Apologies first, I'm new to GraphDB and Cypher. I did research and try several attempts to resolve this issue.

I have a self-referencing hierarchy from a legacy SQL data source which contains levels 4 - 1 with lvl4 being highest and lvl1 being the lowest. They each contain id and name properties. Each record results in a distinct path.
lvl4[A]
lvl3 [A of B]
lvl2 [A of B of C]
lvl1 [A-D]
lvl2 [A of B of C]
lvl2 [A of B of C]
lvl2 [A of B]
lvl2 [A of B]
lvl1 [G]...

Data Example

dim_id	lvl1_id	lvl1_name	lvl2_id	lvl2_name	lvl3_id	lvl3_name	lvl4_id	lvl4_name
1000	428227	Customer Item Generic	300348	Customer Item	200692	Customer Enterprise	100255	Customer Services
1001	431077	Small Customer Item Latin America	300348	Customer Item	200692	Customer Enterprise	100255	Customer Services
1002	428138	Small Customer Item US	300348	Customer Item	200692	Customer Enterprise	100255	Customer Services
1003	431073	Customer Item Priority	300348	Customer Item	200692	Customer Enterprise	100255	Customer Services
1004	431078	Customer Item Latin America	300348	Customer Item	200692	Customer Enterprise	100255	Customer Services

Can someone help me with the cypher to create a hierarchy relationship for this data?
lvl1 to lvl2 relation called tg
lvl2 to lvl3 relation called pg
lvl3 to lvl4 relation called sg
-if necessary-
lvl4 to root relation called dg

Neo4j Desktop 1.0.20
No API or Driver necessary

andrew_bowman · ‎09-06-2018

In your example data levl4, levl3, and lvl2 are all the same for all rows. Is that true only for the example, or are those expected to change?

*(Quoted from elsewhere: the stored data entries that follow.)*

//! Indexer Module Tests
//!
//! Validates the append-then-notify pipeline against the in-process store.
//!
//! ## Test Scopes
//! - **Postings**: Per-occurrence appends, case and punctuation normalization, re-indexing.
//! - **Notifications**: One per post, unique tokens, published after every append.
//! - **Seeding**: Batch order and notification order.
//! - **Failures**: Store outages and closed notification channels.

#[cfg(test)]
mod tests {
    use crate::error::{Error, Result};
    use crate::indexer::indexer::Indexer;
    use crate::indexer::notify::{ChannelSink, NotificationSink};
    use crate::indexer::types::{IndexedPost, Post};
    use crate::search::tokenizer::tokenize;
    use crate::storage::memory::MemoryIndexStore;
    use crate::storage::store::{IndexStore, PostId};
    use async_trait::async_trait;
    use std::collections::HashSet;
    use std::sync::{Arc, Mutex};
    use tokio::sync::mpsc::UnboundedReceiver;

    fn pipeline() -> (
        Arc<Indexer>,
        Arc<MemoryIndexStore>,
        UnboundedReceiver<IndexedPost>,
    ) {
        let store = Arc::new(MemoryIndexStore::new());
        let (sink, receiver) = ChannelSink::new();
        let indexer = Indexer::new(store.clone(), Arc::new(sink));
        (indexer, store, receiver)
    }

    fn token_set(notification: &IndexedPost) -> HashSet<&str> {
        notification.tokens.iter().map(String::as_str).collect()
    }

    /// Records, at publish time, which of the post's terms already list its ID.
    struct VisibilityCheckingSink {
        store: Arc<MemoryIndexStore>,
        observed: Mutex<Vec<(PostId, bool)>>,
    }

    impl NotificationSink for VisibilityCheckingSink {
        fn publish(&self, notification: &IndexedPost) -> Result<()> {
            let all_visible = notification.tokens.iter().all(|term| {
                self.store
                    .postings(term)
                    .is_some_and(|ids| ids.contains(&notification.tweet_id))
            });
            self.observed
                .lock()
                .unwrap()
                .push((notification.tweet_id, all_visible));
            Ok(())
        }
    }

    struct UnavailableStore;

    #[async_trait]
    impl IndexStore for UnavailableStore {
        async fn append(&self, _term: &str, _post_id: PostId) -> Result<()> {
            Err(Error::StoreUnavailable("connection refused".to_string()))
        }

        async fn range(&self, _term: &str, _start: i64, _end: i64) -> Result<Vec<PostId>> {
            Err(Error::StoreUnavailable("connection refused".to_string()))
        }

        async fn clear_all(&self) -> Result<()> {
            Err(Error::StoreUnavailable("connection refused".to_string()))
        }
    }

    // ============================================================
    // SINGLE POST
    // ============================================================

    #[tokio::test]
    async fn test_index_single_post() {
        let (indexer, store, mut receiver) = pipeline();
        let body = "scalability is the best";

        let returned = indexer.index_post(&Post::new(0, body)).await.unwrap();

        let published = receiver.try_recv().unwrap();
        assert_eq!(published, returned);
        assert_eq!(published.tweet_id, 0);

        for token in body.split_whitespace() {
            assert!(published.tokens.iter().any(|t| t == token));
            assert_eq!(store.range(token, 0, -1).await.unwrap(), vec![0]);
        }
        assert!(receiver.try_recv().is_err(), "Exactly one notification per post");
    }

    #[tokio::test]
    async fn test_index_is_case_insensitive() {
        let (indexer, store, mut receiver) = pipeline();

        indexer
            .index_post(&Post::new(1, "i love SCALABILITY"))
            .await
            .unwrap();

        let published = receiver.try_recv().unwrap();
        assert_eq!(published.tweet_id, 1);
        assert_eq!(token_set(&published), HashSet::from(["i", "love", "scalability"]));
        for token in ["i", "love", "scalability"] {
            assert_eq!(store.range(token, 0, -1).await.unwrap(), vec![1]);
        }
        assert!(store.postings("SCALABILITY").is_none());
    }

    #[tokio::test]
    async fn test_index_ignores_punctuation() {
        let (plain_indexer, plain_store, mut plain_rx) = pipeline();
        let (bang_indexer, bang_store, mut bang_rx) = pipeline();

        plain_indexer
            .index_post(&Post::new(1, "i love scalability"))
            .await
            .unwrap();
        bang_indexer
            .index_post(&Post::new(1, "i love scalability!"))
            .await
            .unwrap();

        let plain = plain_rx.try_recv().unwrap();
        let bang = bang_rx.try_recv().unwrap();
        assert_eq!(token_set(&plain), token_set(&bang));

        for token in ["i", "love", "scalability"] {
            assert_eq!(bang_store.range(token, 0, -1).await.unwrap(), vec![1]);
            assert_eq!(
                plain_store.range(token, 0, -1).await.unwrap(),
                bang_store.range(token, 0, -1).await.unwrap()
            );
        }
        assert!(bang_store.postings("scalability!").is_none());
    }

    #[tokio::test]
    async fn test_repeated_term_appends_per_occurrence() {
        let (indexer, store, mut receiver) = pipeline();

        indexer
            .index_post(&Post::new(4, "go go Go gadget"))
            .await
            .unwrap();

        assert_eq!(store.range("go", 0, -1).await.unwrap(), vec![4, 4, 4]);
        assert_eq!(store.range("gadget", 0, -1).await.unwrap(), vec![4]);

        let published = receiver.try_recv().unwrap();
        assert_eq!(published.tokens, vec!["go", "gadget"]);
    }

    #[tokio::test]
    async fn test_reindexing_duplicates_postings() {
        let (indexer, store, mut receiver) = pipeline();
        let post = Post::new(9, "scalability rocks");

        indexer.index_post(&post).await.unwrap();
        indexer.index_post(&post).await.unwrap();

        // Re-indexing is explicitly not idempotent
        assert_eq!(store.range("scalability", 0, -1).await.unwrap(), vec![9, 9]);
        assert_eq!(store.range("rocks", 0, -1).await.unwrap(), vec![9, 9]);

        assert_eq!(receiver.try_recv().unwrap().tweet_id, 9);
        assert_eq!(receiver.try_recv().unwrap().tweet_id, 9);
    }

    #[tokio::test]
    async fn test_empty_body() {
        let (indexer, store, mut receiver) = pipeline();

        assert!(tokenize("").is_empty());
        let returned = indexer.index_post(&Post::new(3, "")).await.unwrap();

        assert!(returned.tokens.is_empty());
        let published = receiver.try_recv().unwrap();
        assert_eq!(published.tweet_id, 3);
        assert!(published.tokens.is_empty());
        assert_eq!(store.term_count(), 0);
        assert_eq!(store.posting_count(), 0);
    }

    #[tokio::test]
    async fn test_other_terms_unaffected() {
        let (indexer, store, _receiver) = pipeline();
        store.append_local("unrelated", 99);

        indexer
            .index_post(&Post::new(1, "fresh words"))
            .await
            .unwrap();

        assert_eq!(store.postings("unrelated"), Some(vec![99]));
    }

    #[tokio::test]
    async fn test_postings_appended_after_existing() {
        let (indexer, store, _receiver) = pipeline();
        store.append_local("scalability", 100);

        indexer
            .index_post(&Post::new(5, "scalability"))
            .await
            .unwrap();

        assert_eq!(store.postings("scalability"), Some(vec![100, 5]));
    }

    #[tokio::test]
    async fn test_notification_implies_postings_visible() {
        let store = Arc::new(MemoryIndexStore::new());
        let sink = Arc::new(VisibilityCheckingSink {
            store: store.clone(),
            observed: Mutex::new(Vec::new()),
        });
        let indexer = Indexer::new(store.clone(), sink.clone());

        indexer
            .seed(&[
                Post::new(0, "scalability is the best"),
                Post::new(1, "i love scalability"),
            ])
            .await
            .unwrap();

        let observed = sink.observed.lock().unwrap().clone();
        assert_eq!(observed, vec![(0, true), (1, true)]);
    }

    // ============================================================
    // SEEDING
    // ============================================================

    #[tokio::test]
    async fn test_seed_two_posts_in_order() {
        let (indexer, store, mut receiver) = pipeline();

        indexer
            .seed(&[
                Post::new(0, "scalability is the best"),
                Post::new(1, "i love scalability"),
            ])
            .await
            .unwrap();

        let first = receiver.try_recv().unwrap();
        assert_eq!(first.tweet_id, 0);
        assert_eq!(
            token_set(&first),
            HashSet::from(["scalability", "is", "the", "best"])
        );

        let second = receiver.try_recv().unwrap();
        assert_eq!(second.tweet_id, 1);
        assert_eq!(token_set(&second), HashSet::from(["i", "love", "scalability"]));

        for token in ["is", "the", "best"] {
            assert_eq!(store.range(token, 0, -1).await.unwrap(), vec![0]);
        }
        for token in ["i", "love"] {
            assert_eq!(store.range(token, 0, -1).await.unwrap(), vec![1]);
        }
        let mut scalability = store.range("scalability", 0, -1).await.unwrap();
        scalability.sort_unstable();
        assert_eq!(scalability, vec![0, 1]);
    }

    #[tokio::test]
    async fn test_seed_preserves_notification_order() {
        let (indexer, _store, mut receiver) = pipeline();
        let posts: Vec<Post> = (0..20)
            .rev()
            .map(|id| Post::new(id, format!("post number {}", id)))
            .collect();

        indexer.seed(&posts).await.unwrap();

        let mut order = Vec::new();
        while let Ok(notification) = receiver.try_recv() {
            order.push(notification.tweet_id);
        }
        assert_eq!(order, (0..20).rev().collect::<Vec<u64>>());
    }

    #[tokio::test]
    async fn test_seed_empty_batch() {
        let (indexer, store, mut receiver) = pipeline();

        indexer.seed(&[]).await.unwrap();

        assert!(receiver.try_recv().is_err());
        assert_eq!(store.term_count(), 0);
    }

    // ============================================================
    // FAILURES
    // ============================================================

    #[tokio::test]
    async fn test_store_unavailable_propagates_without_notification() {
        let (sink, mut receiver) = ChannelSink::new();
        let indexer = Indexer::new(Arc::new(UnavailableStore), Arc::new(sink));

        let result = indexer.index_post(&Post::new(1, "hello world")).await;

        assert!(matches!(result, Err(Error::StoreUnavailable(_))));
        assert!(receiver.try_recv().is_err());
    }

    #[tokio::test]
    async fn test_closed_sink_is_reported() {
        let store = Arc::new(MemoryIndexStore::new());
        let (sink, receiver) = ChannelSink::new();
        drop(receiver);
        let indexer = Indexer::new(store.clone(), Arc::new(sink));

        let result = indexer.index_post(&Post::new(1, "hello")).await;

        assert!(matches!(result, Err(Error::SinkClosed)));
        // Postings were written before the publish attempt
        assert_eq!(store.postings("hello"), Some(vec![1]));
    }

    #[test]
    fn test_post_wire_format() {
        let post: Post =
            serde_json::from_str(r#"{"tweet_id": 0, "tweet_body": "scalability is the best"}"#)
                .unwrap();
        assert_eq!(post, Post::new(0, "scalability is the best"));

        let notification = IndexedPost {
            tweet_id: 1,
            tokens: vec!["i".to_string(), "love".to_string()],
        };
        let json = serde_json::to_value(&notification).unwrap();
        assert_eq!(json, serde_json::json!({"tweet_id": 1, "tokens": ["i", "love"]}));
    }
}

Do you know if the resulting data is meant to be a tree?

If two different rows share the same name and id at a certain level, can we be assured that all levels above are also in common? For example, this example data has all rows with lvl2, lvl3, and lvl4 in common for all rows. Would there ever be a situation where multiple rows have the same lvl2 or lvl3 but the levels above them would be different? I'm asking because I'm wondering if items with the same id are meant to refer to the same node in the graph (and thus id would be unique for nodes at that level) or if we could have duplicate nodes at a given level with the same id (the id property not being unique for nodes at that level) because the nodes above them in the hierarchy are different.

It would help if you could provide the labels (node types) you want to use in the graph as well, and maybe a quick visual of the overall hierarchy.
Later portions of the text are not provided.